How does risk aversion alter the strategy?
Everything so far assumes you are maximizing expected value (risk-neutral). But if you are risk-averse, you may place additional value on securing a moderately high number quickly rather than risking many draws to chase a possibly higher number.
Utility Function Instead of maximizing the simple expected monetary payoff, you might maximize E(U(X − cost)), where U(·) is a concave utility function (for instance, U(x) = log(x)).
Effect on Threshold A risk-averse utility typically leads to more conservative behavior, meaning a lower threshold. You would be more inclined to stop earlier to avoid repeated draws and the associated risk of higher cost.
Computational or Analytical Complexity Finding a closed-form solution might be more involved because the distribution of outcomes and costs must be mapped through the utility function. Nonetheless, a search-based approach over r in {1,…,25} is still feasible for modest ranges.
A potential pitfall here is ignoring psychological or utility-based considerations in real-world scenarios, where a purely risk-neutral approach may not capture the decision maker’s true preferences.
What if you can observe the outcomes of previous draws and the game allows a second chance?
In a variant scenario, you might see the entire history of draws. Perhaps you have the option: once you skip a number, you can draw again (as usual), but there could be a one-time opportunity to recall a previous number if you regret skipping it.
Memory and Recalling If you can recall a past draw only once, you must decide whether to claim that past draw or continue to draw for something better.
Strategy Complexity This is no longer a straightforward geometric problem.
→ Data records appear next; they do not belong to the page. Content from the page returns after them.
// Lodestar - lease-backed service discovery for Rust
//
// Processes advertise an address under a logical service name, kept alive by
// a heartbeat on an etcd lease, and resolve names to one live instance.

// Re-export discovery functionality
pub use lodestar_discovery::*;

// Re-export the injected logger
pub use lodestar_log::{Format, Level, LogBuffer, LogConfig, Logger};
pub use lodestar_log::{debug, error, info, trace, warn};

pub use lodestar_discovery;
pub use lodestar_log;

// Re-export optional crates
#[cfg(feature = "config")]
pub use lodestar_config;

#[cfg(feature = "config")]
pub use lodestar_config::{DiscoverySettings, load_client_options};

pub mod prelude {
    //! Common imports for registering and resolving services.

    pub use lodestar_discovery::{
        CancellationToken, ClientOptions, DiscoveryError, InMemoryStore, KvStore,
        LoadBalancingStrategy, Registrar, RegistryClient, ServiceRecord, ServiceRegistrar,
        TtlPolicy,
    };
    pub use lodestar_log::Logger;

    #[cfg(feature = "config")]
    pub use lodestar_config::DiscoverySettings;
}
You have to track whether you used your recall option or not, and which number you plan to recall. You also have to decide how many future draws you are willing to pay for to improve upon that recalled number.
State-Based Dynamic Programming You could define your state as: (current draw number, best previously seen number, whether recall is still available). Then you can formulate the value function for continuing or stopping. Because the cost accumulates with each draw, you weigh the expected gain from future draws with the possibility of recalling the best past outcome.
A subtle pitfall is underestimating how quickly the cost can build up while waiting for an improved number. Even if you have a recall option, repeated draws might not be worth the extra cost if the odds of finding a significantly better number are low.
What if the game ends immediately when you draw a 25?
Imagine a variant rule: if you ever draw the maximum possible number (25), you must immediately stop and take that number. Does this affect the threshold strategy?
Forced Stopping at 25 This new rule forces an immediate stop if you draw a 25, so you no longer have the freedom to continue paying for draws hoping for a particular threshold. In practice, this usually benefits you because 25 is the highest possible draw.
Strategy Impact If 25 triggers an automatic stop, you might slightly adjust your threshold for numbers less than 25. Suppose you are considering r=19. Under the standard game, drawing a 19 or higher triggers a stop. But now, if you see 25, you are forced to stop anyway. Because 25 is a guaranteed best outcome, you may not lose out. However, if you are risk-averse or if the distribution is skewed, it can still shift your optimal threshold.
Expected Value Computation The expected net payoff changes slightly if forced stopping on 25 is an additional event. However, in the original uniform scenario, drawing 25 is still a “success” that is at least r. So in the simple threshold strategy, forced or voluntary, it amounts to the same outcome. The difference emerges if the distribution is not uniform or the cost structure is more nuanced.
One subtle pitfall is that some might believe a forced stop at 25 heavily changes the analysis. But in a uniform setting with cost = 1 per draw, once you adopt a threshold r <= 25, drawing a 25 is already your best scenario, so you would have stopped anyway. Hence, the effect might be smaller than expected unless there are additional complexities.